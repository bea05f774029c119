// Copyright 2022 Webb Technologies Inc.
//
// Licensed under the Apache License, Version 2.0 (the "License");
// you may not use this file except in compliance with the License.
// You may obtain a copy of the License at
//
// http://www.apache.org/licenses/LICENSE-2.0
//
// Unless required by applicable law or agreed to in writing, software
// distributed under the License is distributed on an "AS IS" BASIS,
// WITHOUT WARRANTIES OR CONDITIONS OF ANY KIND, either express or implied.
// See the License for the specific language governing permissions and
// limitations under the License.

use axum::extract::rejection::{JsonRejection, PathRejection};
use axum::http::StatusCode;
use axum::response::{IntoResponse, Response};
use axum::Json;
use derive_more::Display;
use serde::Serialize;

/// Metrics functionality
pub mod metric;
/// A module used for debugging relayer lifecycle, validation and relay state.
pub mod probe;
/// Retry functionality
pub mod retry;

/// A boxed error used as the `source` of errors that cross the chain boundary.
pub type BoxedError = Box<dyn std::error::Error + Send + Sync + 'static>;

/// An enum of all possible infrastructure errors that could be encountered
/// during the execution of the Trackless Relayer.
#[derive(Debug, thiserror::Error)]
pub enum Error {
    /// An Io error occurred.
    #[error(transparent)]
    Io(#[from] std::io::Error),
    /// JSON Error occurred.
    #[error(transparent)]
    Json(#[from] serde_json::Error),
    /// Config loading error.
    #[error(transparent)]
    Config(#[from] config::ConfigError),
    /// Error while iterating over a glob pattern.
    #[error(transparent)]
    GlobPattern(#[from] glob::PatternError),
    /// Error from Glob Iterator.
    #[error(transparent)]
    Glob(#[from] glob::GlobError),
    /// Error while parsing a URL.
    #[error(transparent)]
    Url(#[from] url::ParseError),
    /// Error in the underlying Http server.
    #[error(transparent)]
    Axum(#[from] axum::Error),
    /// HTTP Error
    #[error(transparent)]
    Hyper(#[from] hyper::Error),
    /// Error in Http Provider (ethers client).
    #[error(transparent)]
    EthersProvider(#[from] ethers::providers::ProviderError),
    /// Ether wallet errors.
    #[error(transparent)]
    EtherWalletError(#[from] ethers::signers::WalletError),
    /// Sled database error.
    #[error(transparent)]
    Sled(#[from] sled::Error),
    /// Prometheus registration error.
    #[error(transparent)]
    PrometheusError(#[from] prometheus::Error),
    /// Generic error.
    #[error("{}", _0)]
    Generic(&'static str),
    /// Error while parsing the config files.
    #[error("Config parse error: {}", _0)]
    ParseConfig(#[from] serde_path_to_error::Error<config::ConfigError>),
    /// Missing Secrets in the config, the relay private key.
    #[error("Missing required private-key in the config")]
    MissingSecrets,
    /// A report for the same (eid, scanner) pair is already stored.
    #[error("Report already exists for eid {} from scanner {}", eid, scanner)]
    DuplicateReport {
        /// Hex encoded tracker identifier.
        eid: String,
        /// Checksummed scanner address.
        scanner: String,
    },
    /// A stored record references a report that does not exist.
    #[error("Report {} not found in the store", _0)]
    ReportNotFound(u64),
}

/// A type alias for the result for trackless relayer, that uses the `Error` enum.
pub type Result<T> = std::result::Result<T, Error>;

/// The stage of the relay transaction at which a submission failed.
#[derive(Debug, Display, Clone, Copy, PartialEq, Eq)]
pub enum RelayStage {
    /// Reading the relay account nonce.
    #[display(fmt = "nonce")]
    Nonce,
    /// Reading the gas price from the node.
    #[display(fmt = "gas price")]
    GasPrice,
    /// Signing the transaction with the relay credential.
    #[display(fmt = "sign")]
    Sign,
    /// Broadcasting the raw transaction.
    #[display(fmt = "broadcast")]
    Broadcast,
    /// The whole submission exceeded its deadline.
    #[display(fmt = "timeout")]
    Timeout,
}

/// Scan report errors, the user visible outcome of a submission.
///
/// The `Display` of every variant is safe to hand back to clients. Raw chain
/// payloads stay in the `source` chain, which only reaches the logs.
#[derive(Debug, thiserror::Error)]
pub enum ScanReportError {
    /// EID is not exactly 64 hex characters.
    #[error("eid must be exactly 64 hexadecimal characters")]
    InvalidEid,
    /// Scanner address is malformed or fails its checksum.
    #[error("scanner address is not a valid chain address")]
    InvalidAddress,
    /// The tracker has no owner on chain.
    #[error("tracker is not registered")]
    TrackerNotRegistered,
    /// The tracker owner has not enabled lost mode.
    #[error("tracker is not in lost mode")]
    TrackerNotLost,
    /// The scanner is the tracker owner.
    #[error("the owner of a tracker cannot report it")]
    SelfReportRejected,
    /// This scanner already reported this tracker.
    #[error("a report for this tracker from this scanner already exists")]
    DuplicateReport,
    /// A chain read failed or timed out.
    #[error("chain node unavailable while calling {call}")]
    ChainUnavailable {
        /// The chain call that failed.
        call: &'static str,
        /// Underlying provider error.
        #[source]
        source: BoxedError,
    },
    /// Signing or broadcasting the relay transaction failed.
    #[error("relay transaction failed at the {stage} stage")]
    RelaySubmissionFailed {
        /// Where the submission failed.
        stage: RelayStage,
        /// Underlying provider or wallet error.
        #[source]
        source: BoxedError,
    },
    /// No blob stored under the requested content id.
    #[error("no encrypted payload stored under this content id")]
    BlobNotFound,
    /// Uploaded payload is too short to be an encrypted report.
    #[error("payload must be at least {min_len} characters long")]
    InvalidPayload {
        /// The configured minimum payload length.
        min_len: usize,
    },
    /// No report with the requested id.
    #[error("report not found")]
    ReportNotFound,
    /// The report store failed.
    #[error("report store unavailable")]
    StoreUnavailable(#[source] Error),
}

impl ScanReportError {
    /// Returns the stable kind tag of this error.
    pub fn kind(&self) -> ErrorKind {
        match self {
            Self::InvalidEid => ErrorKind::InvalidEid,
            Self::InvalidAddress => ErrorKind::InvalidAddress,
            Self::TrackerNotRegistered => ErrorKind::TrackerNotRegistered,
            Self::TrackerNotLost => ErrorKind::TrackerNotLost,
            Self::SelfReportRejected => ErrorKind::SelfReportRejected,
            Self::DuplicateReport => ErrorKind::DuplicateReport,
            Self::ChainUnavailable { .. } => ErrorKind::ChainUnavailable,
            Self::RelaySubmissionFailed { .. } => {
                ErrorKind::RelaySubmissionFailed
            }
            Self::BlobNotFound => ErrorKind::BlobNotFound,
            Self::InvalidPayload { .. } => ErrorKind::InvalidPayload,
            Self::ReportNotFound => ErrorKind::ReportNotFound,
            Self::StoreUnavailable(_) => ErrorKind::StoreUnavailable,
        }
    }

    /// Helper for wrapping a failed chain read.
    pub fn chain_unavailable<E>(call: &'static str, source: E) -> Self
    where
        E: Into<BoxedError>,
    {
        Self::ChainUnavailable {
            call,
            source: source.into(),
        }
    }

    /// Helper for wrapping a failed relay submission.
    pub fn relay_failed<E>(stage: RelayStage, source: E) -> Self
    where
        E: Into<BoxedError>,
    {
        Self::RelaySubmissionFailed {
            stage,
            source: source.into(),
        }
    }
}

impl From<Error> for ScanReportError {
    fn from(error: Error) -> Self {
        match error {
            Error::DuplicateReport { .. } => Self::DuplicateReport,
            Error::ReportNotFound(_) => Self::ReportNotFound,
            other => Self::StoreUnavailable(other),
        }
    }
}

/// Stable, client facing error kind tags.
#[derive(Debug, Display, Clone, Copy, PartialEq, Eq, Hash, Serialize)]
pub enum ErrorKind {
    #[display(fmt = "InvalidEID")]
    #[serde(rename = "InvalidEID")]
    InvalidEid,
    #[display(fmt = "InvalidAddress")]
    InvalidAddress,
    #[display(fmt = "TrackerNotRegistered")]
    TrackerNotRegistered,
    #[display(fmt = "TrackerNotLost")]
    TrackerNotLost,
    #[display(fmt = "SelfReportRejected")]
    SelfReportRejected,
    #[display(fmt = "DuplicateReport")]
    DuplicateReport,
    #[display(fmt = "ChainUnavailable")]
    ChainUnavailable,
    #[display(fmt = "RelaySubmissionFailed")]
    RelaySubmissionFailed,
    #[display(fmt = "BlobNotFound")]
    BlobNotFound,
    #[display(fmt = "InvalidPayload")]
    InvalidPayload,
    #[display(fmt = "ReportNotFound")]
    ReportNotFound,
    #[display(fmt = "StoreUnavailable")]
    StoreUnavailable,
    #[display(fmt = "InvalidRequest")]
    InvalidRequest,
    #[display(fmt = "Internal")]
    Internal,
}

impl ErrorKind {
    /// The HTTP status code used when this kind reaches a client.
    pub fn status_code(self) -> StatusCode {
        match self {
            Self::InvalidEid
            | Self::InvalidAddress
            | Self::TrackerNotRegistered
            | Self::TrackerNotLost
            | Self::SelfReportRejected
            | Self::InvalidPayload
            | Self::InvalidRequest => StatusCode::BAD_REQUEST,
            Self::DuplicateReport => StatusCode::CONFLICT,
            Self::BlobNotFound | Self::ReportNotFound => StatusCode::NOT_FOUND,
            Self::ChainUnavailable => StatusCode::SERVICE_UNAVAILABLE,
            Self::RelaySubmissionFailed => StatusCode::BAD_GATEWAY,
            Self::StoreUnavailable | Self::Internal => {
                StatusCode::INTERNAL_SERVER_ERROR
            }
        }
    }

    /// Whether the error was caused by the client input, and retrying the
    /// same request can never succeed.
    pub fn is_client_error(self) -> bool {
        self.status_code().is_client_error()
    }
}

impl From<Error> for HandlerError {
    fn from(value: Error) -> Self {
        tracing::error!(error = %value, "internal relayer error");
        HandlerError(
            StatusCode::INTERNAL_SERVER_ERROR,
            ErrorKind::Internal,
            String::from("internal relayer error"),
        )
    }
}

impl From<JsonRejection> for HandlerError {
    fn from(rejection: JsonRejection) -> Self {
        HandlerError(
            rejection.status(),
            ErrorKind::InvalidRequest,
            rejection.body_text(),
        )
    }
}

impl From<PathRejection> for HandlerError {
    fn from(rejection: PathRejection) -> Self {
        HandlerError(
            StatusCode::BAD_REQUEST,
            ErrorKind::InvalidRequest,
            rejection.body_text(),
        )
    }
}

impl From<ScanReportError> for HandlerError {
    fn from(value: ScanReportError) -> Self {
        let kind = value.kind();
        if let Some(source) = std::error::Error::source(&value) {
            tracing::warn!(%kind, error = %value, cause = %source, "request failed");
        }
        HandlerError(kind.status_code(), kind, value.to_string())
    }
}

/// Error type for HTTP handlers
#[derive(Debug)]
pub struct HandlerError(
    /// HTTP status code for response
    pub StatusCode,
    /// Stable error kind tag
    pub ErrorKind,
    /// Response message
    pub String,
);

/// JSON body of every failed request.
#[derive(Debug, Serialize)]
struct ErrorResponse {
    kind: ErrorKind,
    detail: String,
}

impl IntoResponse for HandlerError {
    fn into_response(self) -> Response {
        let body = ErrorResponse {
            kind: self.1,
            detail: self.2,
        };
        (self.0, Json(body)).into_response()
    }
}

§ Work required: Filter the records above down to the lines containing "content".

§ Answer section:
    /// No blob stored under the requested content id.
    #[error("no encrypted payload stored under this content id")]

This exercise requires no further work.